»»

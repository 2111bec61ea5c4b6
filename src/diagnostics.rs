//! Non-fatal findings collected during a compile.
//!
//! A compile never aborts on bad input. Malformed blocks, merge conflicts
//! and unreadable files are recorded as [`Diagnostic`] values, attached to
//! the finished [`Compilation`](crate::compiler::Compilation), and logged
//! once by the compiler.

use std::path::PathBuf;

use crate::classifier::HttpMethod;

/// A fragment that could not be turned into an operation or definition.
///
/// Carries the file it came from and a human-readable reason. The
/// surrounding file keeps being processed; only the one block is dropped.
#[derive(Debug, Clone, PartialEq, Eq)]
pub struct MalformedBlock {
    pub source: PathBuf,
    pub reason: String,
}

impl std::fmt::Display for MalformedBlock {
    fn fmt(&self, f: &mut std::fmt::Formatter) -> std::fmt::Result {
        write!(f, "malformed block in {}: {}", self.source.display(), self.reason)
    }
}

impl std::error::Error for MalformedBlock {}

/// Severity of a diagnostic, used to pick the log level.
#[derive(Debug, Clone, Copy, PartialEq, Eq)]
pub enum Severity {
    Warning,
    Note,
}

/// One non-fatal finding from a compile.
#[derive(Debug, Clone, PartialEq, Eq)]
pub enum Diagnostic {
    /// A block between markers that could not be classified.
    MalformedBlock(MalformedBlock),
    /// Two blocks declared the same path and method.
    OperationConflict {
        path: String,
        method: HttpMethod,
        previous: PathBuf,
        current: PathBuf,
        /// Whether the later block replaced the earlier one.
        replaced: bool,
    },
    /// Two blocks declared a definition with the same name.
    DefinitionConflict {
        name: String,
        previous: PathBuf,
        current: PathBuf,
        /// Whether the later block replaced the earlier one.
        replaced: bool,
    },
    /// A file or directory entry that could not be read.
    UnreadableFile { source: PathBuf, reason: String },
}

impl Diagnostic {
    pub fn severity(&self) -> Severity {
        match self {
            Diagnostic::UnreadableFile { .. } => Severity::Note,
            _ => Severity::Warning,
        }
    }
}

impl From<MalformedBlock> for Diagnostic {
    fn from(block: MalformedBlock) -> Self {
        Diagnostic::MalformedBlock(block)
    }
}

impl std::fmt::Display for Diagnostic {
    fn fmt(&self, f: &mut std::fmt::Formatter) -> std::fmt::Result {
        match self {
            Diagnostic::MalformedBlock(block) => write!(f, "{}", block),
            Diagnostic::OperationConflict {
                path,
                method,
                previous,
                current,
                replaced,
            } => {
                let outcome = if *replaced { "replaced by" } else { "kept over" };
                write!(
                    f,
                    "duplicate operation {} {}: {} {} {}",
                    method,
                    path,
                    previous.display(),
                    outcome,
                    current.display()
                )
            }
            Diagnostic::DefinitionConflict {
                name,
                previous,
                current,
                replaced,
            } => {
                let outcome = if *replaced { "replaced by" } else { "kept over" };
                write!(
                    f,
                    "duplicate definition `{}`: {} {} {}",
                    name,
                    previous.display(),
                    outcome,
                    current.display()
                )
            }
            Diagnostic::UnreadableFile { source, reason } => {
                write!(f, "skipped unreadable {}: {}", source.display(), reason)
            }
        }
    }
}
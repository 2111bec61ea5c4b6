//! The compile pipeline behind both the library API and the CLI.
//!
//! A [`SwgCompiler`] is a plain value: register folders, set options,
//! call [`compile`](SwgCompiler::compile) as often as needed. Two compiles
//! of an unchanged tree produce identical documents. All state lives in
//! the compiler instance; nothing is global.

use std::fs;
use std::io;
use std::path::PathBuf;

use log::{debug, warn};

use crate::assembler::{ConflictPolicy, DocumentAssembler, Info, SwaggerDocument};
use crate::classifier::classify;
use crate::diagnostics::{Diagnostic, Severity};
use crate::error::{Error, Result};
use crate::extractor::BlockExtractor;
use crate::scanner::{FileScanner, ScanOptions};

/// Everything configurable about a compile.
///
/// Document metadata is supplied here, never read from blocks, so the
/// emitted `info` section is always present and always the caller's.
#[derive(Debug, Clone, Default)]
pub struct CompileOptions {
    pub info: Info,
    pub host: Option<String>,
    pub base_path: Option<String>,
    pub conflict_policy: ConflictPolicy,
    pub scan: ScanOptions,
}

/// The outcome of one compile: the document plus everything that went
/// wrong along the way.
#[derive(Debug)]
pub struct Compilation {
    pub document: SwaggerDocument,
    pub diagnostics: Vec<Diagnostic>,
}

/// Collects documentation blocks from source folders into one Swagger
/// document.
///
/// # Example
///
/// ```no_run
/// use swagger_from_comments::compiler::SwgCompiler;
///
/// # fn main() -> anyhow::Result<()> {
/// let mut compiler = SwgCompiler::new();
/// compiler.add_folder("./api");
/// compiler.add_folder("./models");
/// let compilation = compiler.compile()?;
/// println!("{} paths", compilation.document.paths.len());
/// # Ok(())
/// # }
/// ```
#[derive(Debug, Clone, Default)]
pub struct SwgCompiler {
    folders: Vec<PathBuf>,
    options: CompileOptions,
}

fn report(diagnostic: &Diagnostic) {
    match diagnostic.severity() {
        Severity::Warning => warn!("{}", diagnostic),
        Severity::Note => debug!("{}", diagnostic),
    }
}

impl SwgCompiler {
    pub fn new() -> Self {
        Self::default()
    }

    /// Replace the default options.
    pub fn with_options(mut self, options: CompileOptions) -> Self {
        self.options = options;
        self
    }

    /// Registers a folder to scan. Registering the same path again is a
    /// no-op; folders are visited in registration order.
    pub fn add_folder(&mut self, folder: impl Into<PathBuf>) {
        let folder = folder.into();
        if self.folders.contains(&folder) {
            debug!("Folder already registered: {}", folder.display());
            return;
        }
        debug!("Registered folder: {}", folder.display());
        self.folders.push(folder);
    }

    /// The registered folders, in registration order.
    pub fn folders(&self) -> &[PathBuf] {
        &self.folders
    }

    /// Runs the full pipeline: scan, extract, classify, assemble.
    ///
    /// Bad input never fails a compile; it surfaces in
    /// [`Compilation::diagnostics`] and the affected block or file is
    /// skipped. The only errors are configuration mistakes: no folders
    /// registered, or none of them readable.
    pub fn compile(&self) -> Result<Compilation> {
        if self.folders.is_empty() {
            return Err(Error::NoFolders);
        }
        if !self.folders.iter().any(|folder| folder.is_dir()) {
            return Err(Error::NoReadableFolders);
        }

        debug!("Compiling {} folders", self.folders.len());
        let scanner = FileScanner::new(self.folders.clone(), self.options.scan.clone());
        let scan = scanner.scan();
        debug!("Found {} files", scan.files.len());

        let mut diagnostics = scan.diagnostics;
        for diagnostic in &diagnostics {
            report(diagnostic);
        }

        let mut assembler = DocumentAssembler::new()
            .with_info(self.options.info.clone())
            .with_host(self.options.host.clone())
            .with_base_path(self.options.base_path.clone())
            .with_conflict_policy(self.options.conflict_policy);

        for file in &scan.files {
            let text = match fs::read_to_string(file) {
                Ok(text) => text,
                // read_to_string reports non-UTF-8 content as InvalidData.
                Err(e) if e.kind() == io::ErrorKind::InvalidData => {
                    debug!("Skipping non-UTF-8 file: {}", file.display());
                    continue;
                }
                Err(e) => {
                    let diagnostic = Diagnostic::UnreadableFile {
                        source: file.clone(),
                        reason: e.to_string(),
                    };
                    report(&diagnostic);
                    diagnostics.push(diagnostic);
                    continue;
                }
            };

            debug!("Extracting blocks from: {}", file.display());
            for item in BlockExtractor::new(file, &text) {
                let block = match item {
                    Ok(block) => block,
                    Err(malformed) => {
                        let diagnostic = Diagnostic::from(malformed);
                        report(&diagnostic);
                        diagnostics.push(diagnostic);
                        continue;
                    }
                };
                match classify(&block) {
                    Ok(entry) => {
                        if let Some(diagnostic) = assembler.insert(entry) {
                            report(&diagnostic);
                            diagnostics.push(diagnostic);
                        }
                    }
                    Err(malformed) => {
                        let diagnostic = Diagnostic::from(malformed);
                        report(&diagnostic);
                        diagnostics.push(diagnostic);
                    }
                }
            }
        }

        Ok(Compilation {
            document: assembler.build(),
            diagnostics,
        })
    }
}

««

- Task statement: Write out exactly the lines above from the line with "pub fn compile(&self)" through the line with "Err(e) if e.kind()", both of them included, and leave out all other lines.

- Answer to the exercise:
    pub fn compile(&self) -> Result<Compilation> {
        if self.folders.is_empty() {
            return Err(Error::NoFolders);
        }
        if !self.folders.iter().any(|folder| folder.is_dir()) {
            return Err(Error::NoReadableFolders);
        }

        debug!("Compiling {} folders", self.folders.len());
        let scanner = FileScanner::new(self.folders.clone(), self.options.scan.clone());
        let scan = scanner.scan();
        debug!("Found {} files", scan.files.len());

        let mut diagnostics = scan.diagnostics;
        for diagnostic in &diagnostics {
            report(diagnostic);
        }

        let mut assembler = DocumentAssembler::new()
            .with_info(self.options.info.clone())
            .with_host(self.options.host.clone())
            .with_base_path(self.options.base_path.clone())
            .with_conflict_policy(self.options.conflict_policy);

        for file in &scan.files {
            let text = match fs::read_to_string(file) {
                Ok(text) => text,
                // read_to_string reports non-UTF-8 content as InvalidData.
                Err(e) if e.kind() == io::ErrorKind::InvalidData => {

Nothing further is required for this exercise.